В начале января 1742 года Шетарди действительно представил Императрице Елизавете условия Франции, которые были вежливо, но твердо отклонены, как "противные ее славе и чести". Елизавета ответствовала: "Пусть сам король (имеется в виду Франции) будет судьей: что скажет народ, увидев, что иностранная принцесса (Анна Леопольдовна), мало заботившаяся о пользе России и ставшая случайно правительницей, предпочла, однако, войну постыдным уступкам хоть чего-нибудь. Тем более дочь Петра не может для прекращения той же самой войны согласиться на условия, противоречащие благу России, славе ее отца и всему, что было куплено ценой крови его и ее подданных".
Попытки Франции втянуть в военный конфликт Оттоманскую Порту, также не удались. Турции было сейчас не до России – на ее границах стояла армия персидского шаха Надира.
Когда французы попытались помочь Швеции собственными силами, предполагая еще прошлой осенью отправить эскадру в Балтийское море, то вмешалась Великобритания и продемонстрировала тут же готовность отправить в воды Балтики свою собственную эскадру для нейтрализации французов.
В итоге, все попытки урегулировать военный конфликт путем давления на Россию со стороны не увенчались успехом.
Вместе с тем, русская армия готовилась к продолжению кампании. Фельдмаршал Ласси, учитывая сильные морозы, сковавшие воды Финского залива, предполагал нанести два удара по шведской армии у Фридрихсгама одновременно. Первый, прямо по льду залива от Нарвы, второй от Выборга. С этой целью одни полки стягивались к Пскову, другие начинали возвращение из Петербурга в Выборг с зимних квартир. Однако движение в сторону противника никто пока не начинал.
В шведском лагере
25-го февраля Левенгаупт получает известие о прекращении перемирия с 28-го, и тут же разноситься слух о том, что русские уже на подходе. Непрерывные и жестокие рейды русской конницы сделали свое дело – посеяли непреодолимый страх. В шведском лагере началась паника. Всем войскам было приказано собираться к крепости, а гражданскому населению ее немедленно покинуть.

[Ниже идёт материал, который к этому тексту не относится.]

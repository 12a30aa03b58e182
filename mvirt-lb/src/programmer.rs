//! Flow programming for accepted sessions.
//!
//! Every session gets two rules:
//!
//! ```text
//! forward: in_port=<client port> [dl_src=<client mac>] ip nw_src=<client> nw_dst=<vip>
//!          -> set_nw_dst:<backend>, set_dl_dst:<backend mac>, output:<backend port>
//! reverse: in_port=<backend port> ip nw_src=<backend> nw_dst=<client>
//!          -> set_nw_src:<vip>, set_dl_src:<virtual identity mac>, output:<client port>
//! ```
//!
//! The reverse rule restores exactly the identity the client addressed, so
//! return traffic never needs the controller.
//!
//! A forward rule matches at least the fields of the session key: the link
//! source is included when sessions are keyed on it, so two sessions never
//! share a flow table slot.

use smoltcp::wire::EthernetAddress;
use std::net::Ipv4Addr;
use std::sync::Arc;
use tracing::debug;

use crate::arp::ArpReplyPolicy;
use crate::flow::{FlowMatch, FlowRule, PacketOut, RewriteAction, RuleDirection};
use crate::mac_table::MacPortTable;
use crate::packet::{EthernetHeader, Ipv4Header, PacketIn};
use crate::session::{Assignment, Session, SessionKeyPolicy, SessionTable};

/// Rules and first-packet forward for one accepted packet.
#[derive(Debug, Clone, PartialEq, Eq)]
pub struct ProgrammedFlow {
    pub forward_rule: FlowRule,
    pub reverse_rule: FlowRule,
    /// The triggering packet, rewritten and sent to the backend.
    pub packet_out: PacketOut,
    pub assignment: Assignment,
}

pub struct FlowProgrammer {
    virtual_ip: Ipv4Addr,
    virtual_mac: EthernetAddress,
    policy: ArpReplyPolicy,
    priority: u16,
    sessions: Arc<SessionTable>,
    macs: Arc<MacPortTable>,
}

impl FlowProgrammer {
    pub fn new(
        virtual_ip: Ipv4Addr,
        virtual_mac: EthernetAddress,
        policy: ArpReplyPolicy,
        priority: u16,
        sessions: Arc<SessionTable>,
        macs: Arc<MacPortTable>,
    ) -> Self {
        Self {
            virtual_ip,
            virtual_mac,
            policy,
            priority,
            sessions,
            macs,
        }
    }

    /// Program the session for an IPv4 packet addressed to the virtual address.
    pub fn handle(&self, eth: &EthernetHeader, ip: &Ipv4Header, event: &PacketIn) -> ProgrammedFlow {
        debug_assert_eq!(ip.dst, self.virtual_ip);

        let assignment = self.sessions.assign(ip.src, eth.src);
        let session = assignment.session;

        let forward_rule = self.forward_rule(&session, event.in_port);
        let reverse_rule = self.reverse_rule(&session, event.in_port);

        // Installed rules do not apply to the buffered first packet
        let packet_out = PacketOut {
            data: event.data.clone(),
            buffer_id: event.buffer_id,
            actions: forward_rule.actions.clone(),
            out_port: forward_rule.out_port,
        };

        debug!(
            client = %ip.src,
            backend = %session.backend.ip,
            client_port = event.in_port,
            backend_port = session.backend.port,
            new_session = assignment.created,
            "Programmed session flows"
        );

        ProgrammedFlow {
            forward_rule,
            reverse_rule,
            packet_out,
            assignment,
        }
    }

    /// Build the rule pair for an existing session.
    ///
    /// Without `client_port`, the port last learned for the client's link
    /// address is used; returns `None` if it was never seen.
    pub fn program_session(&self, session: &Session, client_port: Option<u16>) -> Option<[FlowRule; 2]> {
        let client_port = match client_port {
            Some(port) => port,
            None => self.macs.port_of(&session.client_mac)?,
        };
        Some([
            self.forward_rule(session, client_port),
            self.reverse_rule(session, client_port),
        ])
    }

    /// Link address clients see for the virtual address in this session.
    pub fn virtual_mac_for(&self, session: &Session) -> EthernetAddress {
        self.policy.resolve(self.virtual_mac, &session.backend)
    }

    fn forward_rule(&self, session: &Session, client_port: u16) -> FlowRule {
        let mut matches = FlowMatch::ipv4(client_port)
            .with_src(session.client_ip)
            .with_dst(self.virtual_ip);
        if self.sessions.policy() == SessionKeyPolicy::ClientIpAndMac {
            matches = matches.with_eth_src(session.client_mac);
        }

        FlowRule {
            direction: RuleDirection::Forward,
            priority: self.priority,
            matches,
            actions: vec![
                RewriteAction::SetIpDst(session.backend.ip),
                RewriteAction::SetEthDst(session.backend.mac),
            ],
            out_port: session.backend.port,
        }
    }

    fn reverse_rule(&self, session: &Session, client_port: u16) -> FlowRule {
        FlowRule {
            direction: RuleDirection::Reverse,
            priority: self.priority,
            matches: FlowMatch::ipv4(session.backend.port)
                .with_src(session.backend.ip)
                .with_dst(session.client_ip),
            actions: vec![
                RewriteAction::SetIpSrc(self.virtual_ip),
                RewriteAction::SetEthSrc(self.virtual_mac_for(session)),
            ],
            out_port: client_port,
        }
    }
}
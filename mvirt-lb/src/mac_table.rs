//! Learned link address → switch port mapping.

use smoltcp::wire::EthernetAddress;
use std::collections::HashMap;
use std::sync::RwLock;
use tracing::debug;

/// Last-seen switch port per link address. Last write wins.
#[derive(Debug, Default)]
pub struct MacPortTable {
    ports: RwLock<HashMap<EthernetAddress, u16>>,
}

impl MacPortTable {
    pub fn new() -> Self {
        Self::default()
    }

    /// Record that `mac` was seen on `port`. Returns the previous port.
    pub fn learn(&self, mac: EthernetAddress, port: u16) -> Option<u16> {
        let previous = self.ports.write().unwrap().insert(mac, port);
        match previous {
            Some(old) if old != port => {
                debug!(mac = %mac, old_port = old, new_port = port, "Link address moved");
            }
            None => debug!(mac = %mac, port, "Link address learned"),
            _ => {}
        }
        previous
    }

    pub fn port_of(&self, mac: &EthernetAddress) -> Option<u16> {
        self.ports.read().unwrap().get(mac).copied()
    }

    pub fn len(&self) -> usize {
        self.ports.read().unwrap().len()
    }

    pub fn is_empty(&self) -> bool {
        self.len() == 0
    }
}

#[cfg(test)]
mod tests {
    use super::*;

    const MAC: EthernetAddress = EthernetAddress([0x52, 0x54, 0x00, 0x12, 0x34, 0x56]);

    #[test]
    fn test_learn_and_lookup() {
        let table = MacPortTable::new();
        assert!(table.port_of(&MAC).is_none());

        assert_eq!(table.learn(MAC, 1), None);
        assert_eq!(table.port_of(&MAC), Some(1));
        assert_eq!(table.len(), 1);
    }

    #[test]
    fn test_last_write_wins() {
        let table = MacPortTable::new();
        table.learn(MAC, 1);
        assert_eq!(table.learn(MAC, 3), Some(1));
        assert_eq!(table.port_of(&MAC), Some(3));
        assert_eq!(table.len(), 1);
    }
}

Стоит несколько слов сказать о самой крепости Фридрихсгам. Как и Вильманстранд, о котором речь шла в предыдущих главах, эта крепость также могла именоваться скорее опорным пунктом, форпостом для продвижения вперед, но не оборонительным сооружением.
В подтверждение этого обратимся к шведским источникам: "Крепость эта, в которой гарнизон состоял из полков Бускета и Вильдебрандского, … было самое негодное укрепление, когда-либо существовавшее, несмотря на то, что она по милости директора инженерного ведомства, государственного советника Левена, стоила Швеции 23 бочонка золота (383333 рейхсталера 16 шиллингов). Сама крепость была построена в низком месте и окружена со всех сторон горами, так что все улицы легко могли быть с них простреливаемы, и к ней, кроме того. Можно было подойти на 200 шагом, не быть замеченным… внешних укреплений… вовсе не было. Вход в саму крепость был тоже открыт, так как в нее вели не подъемные, а обыкновенные мосты, и ворота в ней были просто деревянные (bradportal), перед которыми не было даже равелина. Валы были из дерна, и так дурно сложены, что в непродолжительный дождь обваливались на несколько сажень. Во рвах, глубиной около 5 футов, не было ни воды, ни рогаток, или еще чего-нибудь, что могло остановить штурмующих. Крепость была построена в таких больших размерах, что для ее защиты ей необходимо было, по крайней мере, 10000 человек… пороховые погреба были размещены в разных пунктах вдоль вала, но находились, как и все прочее, в самом ненадежном состоянии. В хорошей воде был недостаток, ибо вся вода всех окружавших Фридрихсгам колодцев содержала в себе серные или известковые части". Это мнение Тибурциуса, служившего пастором в королевском гвардейском полку, и бывшего очевидцем всех описываемых событий, записки которого были опубликованы в Стокгольме в 1817 году.